江城和常闵潇都不是愛逗嘴皮子的人,江城是知道,鬥也鬥不過,常闵潇話不多,但是一句絕殺就能讓他吃癟。
鬥不過躲得過吧,回想起剛才在酒吧救慧子的一幕,真是曆曆在目,觸目驚心啊!再看看現在面前兩個沒良心的還不相信他是正人君子,心裏就火大。
自己真是點背到家,原本隻是喝酒想着怎麽幫阿撒茲勒拿回溫暖身上的魔法,蓦地看見一個女孩一把鼻涕一把淚的喝着悶酒,也隻是一瞥,沒有在意。
畢竟來酒吧借酒消愁的人太多,多一個不多,少一個也不少。
隻是那個女孩手機屏幕上跳動的号碼和名字,真是太熟悉了——溫暖。
原本以爲是看錯了,可那個女孩一連打了十幾次,都是那個号碼和名字,絕對不會錯,肯定是溫暖。
這才對慧子關注起來,原來是小暖暖朋友。
本也沒有多想,就算多認識一個溫暖的朋友,也不一定會幫他約溫暖出來,然後讓小暖暖乖乖在床上躺好,把魔法交出來。
江城魅惑的桃花眼黯淡幾分,将杯子裏的酒一飲而盡。
雖然燈光昏暗,煙霧缭繞,視線并不清晰,到處是暧昧的氣味,可是有江城的地方,永遠是光芒四射,時不時有美女搭讪,都被他冷魅的眼神趕走了,麻了個巴子,還TM有男的過來搭讪,惡心的胃裏翻騰,真想出手幫他們掰直。
晦氣,江城心裏暗啐一口。
起身準備離開吧台,餘光瞥到兩個小開,看着有點眼熟,湊到已經喝醉趴在吧台上的慧子動手動腳,随後架着女孩的胳膊要向外走。

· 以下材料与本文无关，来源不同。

/// Declares a transparent wrapper around a wire integer, with one associated constant per known
/// value.
///
/// Unknown values stay representable. `Debug` and `Display` print the constant's name, or the
/// raw value if it has none.
macro_rules! ffi_enum {
    (
        $( #[$attrs:meta] )*
        $v:vis enum $name:ident: $native:ty {
            $(
                $( #[$variant_attrs:meta] )*
                $variant:ident = $value:expr
            ),+
            $(,)?
        }
    ) => {
        $( #[$attrs] )*
        #[derive(Clone, Copy, PartialEq, Eq, bytemuck::Pod, bytemuck::Zeroable)]
        #[repr(transparent)]
        $v struct $name(pub(crate) $native);

        impl $name {
            $(
                $( #[$variant_attrs] )*
                $v const $variant: Self = Self($value);
            )+

            /// Returns the constant's name, if this is a known value.
            #[allow(unreachable_patterns)]
            $v fn name(&self) -> Option<&'static str> {
                match *self {
                    $( Self::$variant => Some(stringify!($variant)), )+
                    _ => None,
                }
            }
        }

        impl core::fmt::Debug for $name {
            fn fmt(&self, f: &mut core::fmt::Formatter<'_>) -> core::fmt::Result {
                match self.name() {
                    Some(name) => f.write_str(name),
                    None => write!(f, "(unknown {}: {:#x})", stringify!($name), self.0),
                }
            }
        }

        impl core::fmt::Display for $name {
            fn fmt(&self, f: &mut core::fmt::Formatter<'_>) -> core::fmt::Result {
                core::fmt::Debug::fmt(self, f)
            }
        }
    };
}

江城長眉收斂,黑眸深沉,雖然别人都說他風流成性,但是他最讨厭男人借着醉酒趁人之危。
雖然事不關己,但是畢竟是溫暖的朋友,而且這個酒吧是他的地盤,這種龌龊惡心的事情不能姑息。
“放下她。”江城聲音不大,卻帶着不可侵犯的語氣居高臨下的看着眼下兩個比他矮半個頭的年輕男人。
“城哥!”
兩個年輕男人愣了一下,然後異口同聲的喊了一聲,江城看他們眼熟,那是因爲他們都是江城的富二代,每天混迹在眼紅酒綠的地方,吃喝嫖賭樣樣不落。

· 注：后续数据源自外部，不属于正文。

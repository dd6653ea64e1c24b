//! Inbound datagram processing.
//!
//! Datagrams whose flag bytes are both zero are requests, everything else is treated as a
//! response. Responses to unicast queries are matched to their cache entry through the
//! transaction ID, multicast responses (ID 0, from the mDNS port) by the name in each answer.

use std::{
    net::{IpAddr, SocketAddr},
    time::Instant,
};

use crate::{
    cache::{EntryName, EntryState},
    hex::Hex,
    packet::{
        decode_id,
        decoder::{MessageDecoder, ResourceRecord},
        records::Record,
        section, Class, QClass, QType, RCode, Type,
    },
    Error, MDNS_PORT,
};

use super::{IdentityState, Resolver};

impl Resolver {
    /// Processes a datagram received from `source`.
    ///
    /// Malformed and unrelated packets are logged and dropped.
    pub fn handle_datagram(&mut self, source: SocketAddr, data: &[u8], now: Instant) {
        log::trace!("recv from {}: {}", source, Hex(data));

        let res = MessageDecoder::new(data).and_then(|dec| {
            if dec.header().is_plain_query() {
                self.handle_request(source, dec, now)
            } else {
                self.handle_response(source, dec, now)
            }
        });
        if let Err(e) = res {
            log::debug!("dropping packet from {}: {}", source, e);
        }
    }

    fn handle_request(
        &mut self,
        source: SocketAddr,
        mut dec: MessageDecoder<'_, section::Question>,
        now: Instant,
    ) -> Result<(), Error> {
        if !self.config.is_responder() || self.identity.state() != IdentityState::Ready {
            return Ok(());
        }

        let header = *dec.header();
        if header.question_count() == 0 || header.answer_count() != 0 {
            log::debug!(
                "ignoring request with {} questions and {} answers",
                header.question_count(),
                header.answer_count(),
            );
            return Ok(());
        }

        let fqdn = format!("{}.local", self.identity.hostname());
        while let Some(question) = dec.next() {
            let question = question?;
            log::trace!("question: {}", question);

            if question.qclass() != QClass::IN {
                continue;
            }
            if ![QType::ALL, QType::A, QType::AAAA].contains(&question.qtype()) {
                continue;
            }
            if !question.qname().matches(&fqdn) {
                continue;
            }

            if source.port() == MDNS_PORT {
                // Multicast querier: answer with one announcement, however many ask.
                self.request_announce(now);
            } else {
                self.send_announcement(source, header.id());
            }
            return Ok(());
        }
        Ok(())
    }

    fn handle_response(
        &mut self,
        source: SocketAddr,
        mut dec: MessageDecoder<'_, section::Question>,
        now: Instant,
    ) -> Result<(), Error> {
        let header = *dec.header();
        if header.answer_count() == 0 {
            log::debug!("ignoring response without answers from {}", source);
            return Ok(());
        }

        if self.config.mdns && source.port() == MDNS_PORT && header.id() == 0 {
            let mut dec = dec.answers()?;
            while let Some(rr) = dec.next() {
                self.unsolicited_answer(&rr?, now);
            }
            return Ok(());
        }

        let index = decode_id(header.id(), self.cache.capacity())
            .filter(|&i| {
                self.cache
                    .entry(i)
                    .map_or(false, |e| e.state == EntryState::Asking)
            })
            .ok_or(Error::UnknownId)?;
        let Some(name) = self.cache.entry(index).and_then(|e| e.name) else {
            return Err(Error::UnknownId);
        };

        let rcode = header.rcode();
        if rcode != RCode::NO_ERROR {
            log::debug!("server reported {} for {}", rcode, name);
            if let Some(entry) = self.cache.entry_mut(index) {
                entry.failed(rcode, now);
            }
            self.notify(name, None, now);
            return Ok(());
        }

        let queried = name.to_domain()?;
        while let Some(question) = dec.next() {
            let question = question?;
            if !question.qname().eq_ignore_ascii_case(&queried) {
                log::debug!(
                    "response for entry {} asks about {}, not {}",
                    index,
                    question.qname(),
                    name
                );
                return Ok(());
            }
        }

        // Aliases of the queried name seen so far in CNAME records.
        let mut aliases = vec![queried];
        let mut found = None;
        let mut dec = dec.answers()?;
        while let Some(rr) = dec.next() {
            let rr = rr?;
            if rr.class() != Class::IN
                || !aliases.iter().any(|alias| alias.eq_ignore_ascii_case(rr.name()))
            {
                continue;
            }
            if rr.type_() == Type::CNAME {
                if let Some(Ok(Record::CNAME(cname))) = rr.as_enum() {
                    aliases.push(cname.cname().clone());
                }
                continue;
            }
            if let Some(addr) = self.answer_addr(&rr) {
                found = Some((addr, rr.ttl()));
                break;
            }
        }

        let Some(entry) = self.cache.entry_mut(index) else {
            return Ok(());
        };
        match found {
            Some((addr, ttl)) => {
                entry.resolved(addr, ttl, now);
                self.notify(name, Some(addr), now);
            }
            None => {
                log::debug!("no usable answer for {}", name);
                entry.failed(RCode::NO_ERROR, now);
                self.notify(name, None, now);
            }
        }
        Ok(())
    }

    /// Caches a multicast answer under its own name.
    fn unsolicited_answer(&mut self, rr: &ResourceRecord<'_>, now: Instant) {
        if rr.class() != Class::IN {
            return;
        }
        let Some(addr) = self.answer_addr(rr) else {
            return;
        };
        let name = match EntryName::from_domain(rr.name()) {
            Ok(name) => name,
            Err(e) => {
                log::debug!("cannot cache {}: {}", rr.name(), e);
                return;
            }
        };
        let Some(index) = self.cache.claim_unsolicited(name, now) else {
            log::debug!("no room to keep track of unsolicited answer for {}", name);
            return;
        };
        if let Some(entry) = self.cache.entry_mut(index) {
            entry.resolved(addr, rr.ttl(), now);
        }
        self.notify(name, Some(addr), now);
    }

    /// Extracts the address from an answer of the configured family.
    fn answer_addr(&self, rr: &ResourceRecord<'_>) -> Option<IpAddr> {
        let family = self.config.family;
        if rr.type_() != family.record_type() || rr.rdata().len() != family.addr_len() {
            return None;
        }
        match rr.as_enum()? {
            Ok(Record::A(a)) => Some(IpAddr::V4(a.addr())),
            Ok(Record::AAAA(aaaa)) => Some(IpAddr::V6(aaaa.addr())),
            _ => None,
        }
    }
}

江城無論家事,爲人,長相,單說出來哪一樣都夠他們羨慕一萬字的,所以見到江城過來主動說話,自然多了幾分恭敬。
哪怕江城說話時,眼神裏帶着兇戾,他們也覺得無比榮耀。
在他們心裏玩女人,江城是鼻祖啊,估計也是看上這喝斷片的妹子,才過來阻止他們帶她走。
“既然城哥喜歡,咱們就不打擾了,人放下,您盡興。”說完,嘴角還勾着淫邪的弧度。
被兩個流氓想成是同類,心裏不那麽美麗,可也不想跟他們多廢話,直接無視兩人。
待他們走後,江城牽了牽妖媚的嘴唇輕抿,掃了一眼慧子紅潤的小臉蛋,無奈搖頭。
先試試可不可以把這個喝斷片的小主叫醒,也免得折騰溫暖,江城豔紅唇瓣上下張合剛剛說了聲,“小姐......”
哇——嘩——
還沒來得及躲開,shi—t!
江城頭皮發麻,看着一灘嘔吐物從自己辣麽帥,辣麽高檔,辣麽完美的西服前襟向下流,太特麽惡心了。

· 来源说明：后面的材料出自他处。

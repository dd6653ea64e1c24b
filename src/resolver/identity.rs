//! mDNS identity: claiming the local hostname and announcing it.
//!
//! Before answering for `<hostname>.local` the resolver asks the network whether anyone else
//! already uses that name. If somebody answers, the hostname gets a suffix derived from the
//! link-layer address and the probe starts over. If the probe times out, the name is ours.

use std::{
    net::{IpAddr, SocketAddr},
    time::{Duration, Instant},
};

use crate::{
    cache::{EntryName, MAX_NAME_LEN},
    config::{AddressFamily, ResolverConfig},
    hex::{self, Hex},
    packet::{
        encoder::{MessageEncoder, ResourceRecord},
        name::DomainName,
        records::{Record, NSEC},
        Header,
    },
    Error, MDNS_BUFFER_SIZE, MDNS_PORT,
};

use super::{Resolver, ResolverEvent, Transmit};

/// TTL of the records in our announcements, in seconds.
pub(crate) const ANNOUNCE_TTL: u32 = 120;

const LOCAL_SUFFIX: &str = ".local";

/// Longest hostname that still fits a cache entry once `.local` is appended.
const MAX_HOSTNAME_LEN: usize = MAX_NAME_LEN - LOCAL_SUFFIX.len();

/// Where the resolver stands in claiming its hostname.
#[derive(Debug, Clone, Copy, PartialEq, Eq)]
pub enum IdentityState {
    /// A probe is scheduled but has not been sent.
    WaitBeforeProbe,
    /// The probe query is out and nobody has answered yet.
    Probing,
    /// The hostname is ours.
    Ready,
}

pub(super) struct Identity {
    hostname: String,
    state: IdentityState,
    probe_at: Option<Instant>,
    /// Set while an announcement is pending. Further requests before it goes out are coalesced.
    announce_at: Option<Instant>,
    rng: fastrand::Rng,
}

fn validate_hostname(hostname: &str) -> Result<(), Error> {
    if hostname.is_empty() {
        return Err(Error::InvalidEmptyLabel);
    }
    if hostname.len() > MAX_HOSTNAME_LEN {
        return Err(Error::NameTooLong);
    }
    EntryName::new(&format!("{}{}", hostname, LOCAL_SUFFIX))?.to_domain()?;
    Ok(())
}

impl Identity {
    pub(super) fn new(config: &ResolverConfig) -> Result<Self, Error> {
        validate_hostname(&config.hostname)?;
        Ok(Self {
            hostname: config.hostname.clone(),
            state: IdentityState::WaitBeforeProbe,
            probe_at: None,
            announce_at: None,
            rng: match config.rng_seed {
                Some(seed) => fastrand::Rng::with_seed(seed),
                None => fastrand::Rng::new(),
            },
        })
    }

    pub(super) fn set_hostname(&mut self, hostname: &str) -> Result<(), Error> {
        validate_hostname(hostname)?;
        self.hostname = hostname.to_string();
        Ok(())
    }

    pub(super) fn hostname(&self) -> &str {
        &self.hostname
    }

    pub(super) fn state(&self) -> IdentityState {
        self.state
    }

    pub(super) fn probe_at(&self) -> Option<Instant> {
        self.probe_at
    }

    pub(super) fn announce_at(&self) -> Option<Instant> {
        self.announce_at
    }

    fn fqdn(&self) -> String {
        format!("{}{}", self.hostname, LOCAL_SUFFIX)
    }

    /// Clears and reports a probe that has come due.
    pub(super) fn take_probe(&mut self, now: Instant) -> bool {
        take_due(&mut self.probe_at, now)
    }

    /// Clears and reports an announcement that has come due.
    pub(super) fn take_announce(&mut self, now: Instant) -> bool {
        take_due(&mut self.announce_at, now)
    }

    /// Appends the conflict suffix, shortening the hostname so the result still fits.
    fn rename(&mut self, link_layer_addr: &[u8]) {
        let suffix = if link_layer_addr.is_empty() {
            let mut random = [0; 3];
            self.rng.fill(&mut random);
            hex::conflict_suffix(&random)
        } else {
            hex::conflict_suffix(link_layer_addr)
        };

        let mut keep = self.hostname.len().min(MAX_HOSTNAME_LEN - suffix.len());
        while !self.hostname.is_char_boundary(keep) {
            keep -= 1;
        }
        self.hostname.truncate(keep);
        self.hostname.push_str(&suffix);
    }
}

fn take_due(at: &mut Option<Instant>, now: Instant) -> bool {
    match *at {
        Some(due) if due <= now => {
            *at = None;
            true
        }
        _ => false,
    }
}

fn is_link_local_v6(addr: &IpAddr) -> bool {
    match addr {
        IpAddr::V6(v6) => v6.segments()[0] & 0xffc0 == 0xfe80,
        IpAddr::V4(_) => false,
    }
}

/// Writes an announcement of `hostname.local` into `buf`.
///
/// The message carries one answer per address and an NSEC record in the additional section
/// asserting that the family's address type is the only one we have.
pub fn encode_announcement(
    buf: &mut [u8],
    id: u16,
    fqdn: &str,
    family: AddressFamily,
    addrs: &[IpAddr],
) -> Result<usize, Error> {
    let name = DomainName::from_str(fqdn)?;
    let answers = addrs
        .iter()
        .map(|addr| Record::from_addr(*addr))
        .collect::<Vec<_>>();
    let nsec = Record::NSEC(NSEC::new(name.clone(), [family.record_type()]));

    let mut enc = MessageEncoder::new(buf);
    let mut header = Header::default();
    header.set_id(id);
    header.set_response(true);
    header.set_authority(true);
    enc.set_header(header);

    let mut enc = enc.answers();
    for rdata in &answers {
        enc.add_record(
            ResourceRecord::new(&name, rdata)
                .ttl(ANNOUNCE_TTL)
                .cache_flush(true),
        );
    }
    let mut enc = enc.additional();
    enc.add_record(
        ResourceRecord::new(&name, &nsec)
            .ttl(ANNOUNCE_TTL)
            .cache_flush(true),
    );
    enc.finish()
}

impl Resolver {
    /// Schedules a probe for the current hostname after a random delay.
    pub(super) fn start_probe(&mut self, now: Instant) {
        // Whatever was about to be announced belongs to a name we no longer hold.
        self.identity.announce_at = None;
        if !self.config.is_responder() {
            return;
        }

        let max_jitter = u64::try_from(self.config.probe_jitter.as_millis()).unwrap_or(u64::MAX);
        let jitter = Duration::from_millis(self.identity.rng.u64(0..=max_jitter));
        self.identity.state = IdentityState::WaitBeforeProbe;
        self.identity.probe_at = Some(now + jitter);
        log::debug!(
            "probing for {} in {}ms",
            self.identity.fqdn(),
            jitter.as_millis()
        );
    }

    pub(super) fn send_probe(&mut self, now: Instant) {
        let fqdn = self.identity.fqdn();
        if let Err(e) = self.query(&fqdn, now) {
            log::warn!("cannot probe for {}: {}", fqdn, e);
            return;
        }
        self.identity.state = IdentityState::Probing;
    }

    /// Returns whether `name` is our own hostname and a probe is underway or done.
    pub(super) fn is_own_name(&self, name: &EntryName) -> bool {
        self.config.is_responder()
            && self.identity.state != IdentityState::WaitBeforeProbe
            && EntryName::new(&self.identity.fqdn()).map_or(false, |own| own == *name)
    }

    /// Consumes the outcome of a resolution of our own hostname.
    ///
    /// An address means someone else holds the name (unless it is one of ours, which happens when
    /// our own announcement loops back). No address means the probe went unanswered. Returns
    /// `false` if `name` is not ours, so the caller reports it as a normal result.
    pub(super) fn identity_result(
        &mut self,
        name: &EntryName,
        addr: Option<IpAddr>,
        now: Instant,
    ) -> bool {
        if !self.is_own_name(name) {
            return false;
        }

        match addr {
            Some(addr) if self.config.local_addrs.contains(&addr) => {
                log::trace!("ignoring our own record for {}", name);
            }
            Some(addr) => {
                let previous = self.identity.hostname.clone();
                self.identity.rename(&self.config.link_layer_addr);
                log::info!(
                    "name collision for {}.local ({} claims it), renaming to {}",
                    previous,
                    addr,
                    self.identity.hostname,
                );
                self.event_outs.push_back(ResolverEvent::HostnameConflict {
                    previous,
                    renamed: self.identity.hostname.clone(),
                });
                self.start_probe(now);
            }
            None => {
                log::info!("claimed hostname {}", name);
                self.identity.state = IdentityState::Ready;
                self.request_announce(now);
                self.event_outs
                    .push_back(ResolverEvent::HostnameReady(self.identity.hostname.clone()));
            }
        }
        true
    }

    pub(super) fn request_announce(&mut self, now: Instant) {
        if self.identity.announce_at.is_none() {
            self.identity.announce_at = Some(now);
        }
    }

    /// Addresses that go into announcements.
    fn announced_addrs(&self) -> Vec<IpAddr> {
        let family = self.config.family;
        self.config
            .local_addrs
            .iter()
            .filter(|addr| family.contains(addr))
            .filter(|addr| {
                family == AddressFamily::V4
                    || self.config.include_global_v6
                    || is_link_local_v6(addr)
            })
            .copied()
            .collect()
    }

    /// Multicasts our announcement.
    pub(super) fn announce(&mut self) {
        let group = SocketAddr::new(self.config.family.mdns_group(), MDNS_PORT);
        self.send_announcement(group, 0);
    }

    /// Sends our announcement to `destination`, carrying transaction ID `id`.
    pub(super) fn send_announcement(&mut self, destination: SocketAddr, id: u16) {
        let fqdn = self.identity.fqdn();
        let addrs = self.announced_addrs();
        let mut buf = [0; MDNS_BUFFER_SIZE];
        let len = match encode_announcement(&mut buf, id, &fqdn, self.config.family, &addrs) {
            Ok(len) => len,
            Err(e) => {
                log::warn!("failed to encode announcement for {}: {}", fqdn, e);
                return;
            }
        };

        log::debug!(
            "announcing {} ({} addresses) to {}",
            fqdn,
            addrs.len(),
            destination
        );
        log::trace!("raw announcement: {}", Hex(&buf[..len]));
        self.write_outs.push_back(Transmit {
            destination,
            payload: buf[..len].to_vec(),
        });
    }
}

#[cfg(test)]
mod tests {
    use std::net::{Ipv4Addr, Ipv6Addr};

    use super::*;

    fn identity(hostname: &str) -> Identity {
        Identity::new(&ResolverConfig::default().with_hostname(hostname)).unwrap()
    }

    #[test]
    fn hostname_bounds() {
        assert_eq!(validate_hostname(""), Err(Error::InvalidEmptyLabel));
        assert_eq!(
            validate_hostname(&"h".repeat(MAX_HOSTNAME_LEN + 1)),
            Err(Error::NameTooLong)
        );
        assert_eq!(validate_hostname(&"h".repeat(MAX_HOSTNAME_LEN)), Ok(()));
        assert_eq!(validate_hostname("a..b"), Err(Error::InvalidEmptyLabel));
    }

    #[test]
    fn rename_appends_link_layer_suffix() {
        let mut id = identity("device");
        id.rename(&[0x02, 0x00, 0x5e, 0x0a, 0xbc, 0xff]);
        assert_eq!(id.hostname(), "device-0a-bc-ff");
    }

    #[test]
    fn rename_truncates_to_fit() {
        let mut id = identity(&"h".repeat(MAX_HOSTNAME_LEN));
        id.rename(&[1, 2, 3]);
        assert_eq!(id.hostname().len(), MAX_HOSTNAME_LEN);
        assert!(id.hostname().ends_with("-01-02-03"));
        validate_hostname(id.hostname()).unwrap();
    }

    #[test]
    fn rename_without_link_layer_addr() {
        let mut id = Identity::new(
            &ResolverConfig::default()
                .with_hostname("device")
                .with_rng_seed(7),
        )
        .unwrap();
        id.rename(&[]);
        assert_ne!(id.hostname(), "device");
        assert_eq!(id.hostname().len(), "device".len() + 9);
    }

    #[test]
    fn link_local_filter() {
        assert!(is_link_local_v6(&IpAddr::V6(Ipv6Addr::new(
            0xfe80, 0, 0, 0, 0, 0, 0, 1
        ))));
        assert!(!is_link_local_v6(&IpAddr::V6(Ipv6Addr::new(
            0x2001, 0xdb8, 0, 0, 0, 0, 0, 1
        ))));
        assert!(!is_link_local_v6(&IpAddr::V4(Ipv4Addr::LOCALHOST)));
    }
}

要不是看她是個女的,而且還是溫暖的朋友,江城絕壁當場一腳踹醒她。
他一臉嫌棄的脫下西服外套,丢在一邊,這是他這輩子幹過最瘋狂的事情,心裏暗咒幾聲,原本就有潔癖,連被人隔着衣服觸碰一下,都覺得不爽。
此刻,現在,尼瑪——
江城一手托着已經搖搖欲墜的慧子,另一隻手掏出手機,手機飛快的輸入溫暖的号碼。
可是此時的溫暖正被常闵潇按到床上,圖謀不軌,哪聽得見電話聲。
“您撥打的電話無人接聽,請稍後再撥——”
靠!
江城沒辦法,誰讓自己那麽想當正義的使者,天使的化身(雖然他本來就是),認栽。
他随手揪住一個正在送餐的服務生,“把VIP包廂給我準備好。”
服務員眼神一怔,江少爺雖然經常左擁右抱,但是真正帶女人單獨開包廂還是頭一次,還是個已經喝大了的。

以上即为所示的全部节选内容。